Most little girls want to be princesses. I didn’t. I can remember being a small girl, and rather horrified by the idea of aspiring to be a spoiled brat who gets married off to some prince where that’s supposed to be your life. I wanted to be Peter Pan, or Maid Marion. I wanted to have adventures, and aside from sitting round waiting to get rescued, princesses were the object of the quest, not the person on it. What troubled me most was the knowledge that princesses have servants to do everything for them. Even as a child, it seemed to me that wasn’t luxury, but a loss of freedom.
The kind of power and influence money brings has an unreality to it. The more we seek to ‘free ourselves from drudgery’ the more removed we become from the simple reality of existing, and there is much to miss out on. Yes, we can own things by buying them, but that is a hollow possession and nothing compared to the kind of ownership that comes from doing. There is a reality to taking care of things, to cleaning, mending, hanging washing on the line. If Harper Collins decide to offer me an obscene advance for my work, I’m still going to be doing my own cleaning and taking care, because it grounds me, and I know it is good for the soul.
If we put work of inherent value first, and work of a monetary value second, everything changes. There are a lot of people whose jobs really don’t add anything to the world, folk who make money by moving it around on paper (costing others a fortune every now and then). There are industries devoted to selling is yet more useless, pointless tat. While money is treated as the most important thing, such jobs seem to have a justification, they give buying power, status and so forth. You too can be a princess and have some other Cinderella to sweep your floors.

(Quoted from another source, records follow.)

pub mod bytecode;
mod error;
mod ops;
mod output;
mod stack;
mod value;
mod vm;

pub use error::VmError;
pub use ops::{MAX_ARITY, Op};
pub use output::SharedOutput;
pub use stack::BoundedStack;
pub use value::{Address, WORD_SIZE, Word, word_to_char};
pub use vm::{ControlFlow, VM};

/// A loaded program: a non-empty, immutable sequence of words.
#[derive(Debug, Clone, PartialEq, Eq)]
pub struct Program {
    words: Box<[Word]>,
}

impl Program {
    /// Copy `words` into a new program.
    ///
    /// Fails on an empty slice, and on one too long for every address
    /// (including the one-past-the-end pc that CALL may save) to fit in a word.
    pub fn new(words: &[Word]) -> Result<Self, VmError> {
        if words.is_empty() {
            return Err(VmError::EmptyProgram);
        }
        if words.len() > Word::MAX as usize {
            return Err(VmError::ProgramTooLarge { len: words.len() });
        }
        Ok(Self {
            words: words.into(),
        })
    }

    pub fn len(&self) -> usize {
        self.words.len()
    }

    /// Always false; kept for symmetry with `len`.
    pub fn is_empty(&self) -> bool {
        self.words.is_empty()
    }

    pub fn get(&self, pc: usize) -> Option<Word> {
        self.words.get(pc).copied()
    }

    pub fn words(&self) -> &[Word] {
        &self.words
    }
}
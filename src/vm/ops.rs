use std::fmt;

use super::value::Word;

/// Instruction set of the stack VM.
///
/// The discriminant is the opcode word as it appears in program memory.
/// Opcodes with an immediate operand read it from the word that follows.
#[derive(Debug, Clone, Copy, PartialEq, Eq, Hash)]
#[repr(i32)]
pub enum Op {
    Halt = 0,
    Nop = 1,
    Print = 2,
    Push = 3, // [imm]
    Pop = 4,
    Add = 5,
    Jmp = 6,
    Jz = 7,   // [imm]
    Jnz = 8,  // [imm]
    Call = 9, // [imm]
    Ret = 10,
}

/// Largest number of immediate operands any opcode takes.
pub const MAX_ARITY: usize = 1;

impl Op {
    /// Every opcode, in opcode order.
    pub const ALL: [Op; 11] = [
        Op::Halt,
        Op::Nop,
        Op::Print,
        Op::Push,
        Op::Pop,
        Op::Add,
        Op::Jmp,
        Op::Jz,
        Op::Jnz,
        Op::Call,
        Op::Ret,
    ];

    /// Decode an opcode word. `None` for anything outside the instruction set.
    pub fn from_word(word: Word) -> Option<Op> {
        usize::try_from(word)
            .ok()
            .and_then(|i| Self::ALL.get(i))
            .copied()
    }

    /// The opcode word.
    pub fn word(self) -> Word {
        self as Word
    }

    /// Number of immediate operand words following the opcode.
    pub fn arity(self) -> usize {
        match self {
            Op::Push | Op::Jz | Op::Jnz | Op::Call => 1,
            Op::Halt | Op::Nop | Op::Print | Op::Pop | Op::Add | Op::Jmp | Op::Ret => 0,
        }
    }

    /// Assembly mnemonic.
    pub fn name(self) -> &'static str {
        match self {
            Op::Halt => "HALT",
            Op::Nop => "NOP",
            Op::Print => "PRINT",
            Op::Push => "PUSH",
            Op::Pop => "POP",
            Op::Add => "ADD",
            Op::Jmp => "JMP",
            Op::Jz => "JZ",
            Op::Jnz => "JNZ",
            Op::Call => "CALL",
            Op::Ret => "RET",
        }
    }

    /// Look an opcode up by mnemonic, ignoring ASCII case.
    pub fn from_name(name: &str) -> Option<Op> {
        Self::ALL
            .iter()
            .copied()
            .find(|op| op.name().eq_ignore_ascii_case(name))
    }
}

impl fmt::Display for Op {
    fn fmt(&self, f: &mut fmt::Formatter<'_>) -> fmt::Result {
        f.write_str(self.name())
    }
}
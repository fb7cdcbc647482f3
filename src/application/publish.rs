//! Version-control publisher
//!
//! Commits the working tree and pushes it so the hosting provider's
//! auto-deploy picks it up. Nothing here is fatal: every failure ends the
//! stage with a `PublishOutcome` and the run continues.

use std::path::Path;

use crate::config::GitConfig;
use crate::domain::ports::{CommandOutput, CommandRunner, DeployEvent, DeployEventSink};

use super::report::PublishOutcome;

const GIT: &str = "git";

/// Stage, commit and push.
///
/// `paths` are added with `-f` so an ignored build output directory is still
/// committed.
pub fn publish(
    git: &GitConfig,
    paths: &[String],
    project_root: &Path,
    runner: &dyn CommandRunner,
    events: &dyn DeployEventSink,
) -> PublishOutcome {
    let status = match run_git(runner, project_root, &["status", "--porcelain"]) {
        Ok(out) if out.success => out,
        Ok(out) => {
            events.on_event(DeployEvent::error(format!(
                "git status failed: {}",
                first_line(&out)
            )));
            return PublishOutcome::StatusFailed;
        }
        Err(e) => {
            events.on_event(DeployEvent::error(format!("could not run git: {}", e)));
            return PublishOutcome::StatusFailed;
        }
    };

    if status.stdout.trim().is_empty() {
        events.on_event(DeployEvent::warn("No changes to commit"));
        return PublishOutcome::NothingToCommit;
    }

    // Staging failures surface again at commit time.
    match run_git(runner, project_root, &["add", "-u"]) {
        Ok(out) if !out.success => {
            events.on_event(DeployEvent::warn(format!("git add -u: {}", first_line(&out))));
        }
        Err(e) => {
            events.on_event(DeployEvent::warn(format!("git add -u: {}", e)));
        }
        Ok(_) => {}
    }
    for path in paths {
        match run_git(runner, project_root, &["add", "-f", path]) {
            Ok(out) if !out.success => {
                events.on_event(DeployEvent::warn(format!(
                    "git add {}: {}",
                    path,
                    first_line(&out)
                )));
            }
            Err(e) => {
                events.on_event(DeployEvent::warn(format!("git add {}: {}", path, e)));
            }
            Ok(_) => {}
        }
    }

    match run_git(runner, project_root, &["commit", "-m", &git.message]) {
        Ok(out) if out.success => {
            events.on_event(DeployEvent::ok(format!("Committed: {}", git.message)));
        }
        Ok(out) if out.combined().contains("nothing to commit") => {
            events.on_event(DeployEvent::warn("Nothing to commit"));
            return PublishOutcome::NothingToCommit;
        }
        Ok(out) => {
            events.on_event(DeployEvent::error(format!(
                "git commit failed: {}",
                first_line(&out)
            )));
            return PublishOutcome::CommitFailed;
        }
        Err(e) => {
            events.on_event(DeployEvent::error(format!("git commit failed: {}", e)));
            return PublishOutcome::CommitFailed;
        }
    }

    match run_git(runner, project_root, &["push", &git.remote, &git.branch]) {
        Ok(out) if out.success => {
            events.on_event(DeployEvent::ok(format!(
                "Pushed to {}/{}",
                git.remote, git.branch
            )));
            PublishOutcome::Pushed
        }
        Ok(out) => {
            events.on_event(DeployEvent::error(format!(
                "git push failed: {}",
                first_line(&out)
            )));
            PublishOutcome::PushFailed
        }
        Err(e) => {
            events.on_event(DeployEvent::error(format!("git push failed: {}", e)));
            PublishOutcome::PushFailed
        }
    }
}

fn run_git(
    runner: &dyn CommandRunner,
    cwd: &Path,
    args: &[&str],
) -> std::io::Result<CommandOutput> {
    let args: Vec<String> = args.iter().map(|a| a.to_string()).collect();
    runner.run_captured(GIT, &args, cwd)
}

/// First non-empty line of the output, or the exit status
fn first_line(out: &CommandOutput) -> String {
    out.combined()
        .lines()
        .map(str::trim)
        .find(|line| !line.is_empty())
        .map(str::to_string)
        .unwrap_or_else(|| out.status_text())
}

When we prize skill, and value the things we can do for ourselves – not for what it costs or saves, but for the independence and ownership it brings – how different the world becomes. Someone decided that the best sort of work doesn’t get your hands dirty and allows you to pay other people to deal with our basic needs. We want to get away from the cleaning of home and clothing, from the preparation of food and the cleaning that generates, from all the things that are ‘dirty’. Who dictated that as being the right way to live, and why do we persist in swallowing it without a second thought?
Dirt is real. Dirt is life. Dirty work is quite often a lot more useful and sustainable than the meaningless jobs we are convinced are worth millions. We should be focused on the work, and innovation that adds beauty, viability, and quality to life.
Taking care of a thing creates relationship. Paying someone else to do it, does not. I know my kitchen floor well, I scrubbed it this morning. It knows me. In that process, I found the material for this blog, and the memory of my childhood self, appalled by princesses. This house fits comfortably around me and feels like a refuge, because I give it my time, energy and love. Money is no substitute for that. The same is true of human relationships – you can buy your way through them and use cash as a substitute for care, plenty of people do. That costs far more than it gives. Sure, you can pay someone else to raise your children, but in what sense will they be your children? Pay someone else to do your garden, your cleaning, and you lose some of your own relationship with the place. Spirit is not much affected by the spending of money. Tangible actions born of love are what count.
I’m not a princess, I’m a peasant. Always was and always will be. I’m proud of that, and I like the life it gives me.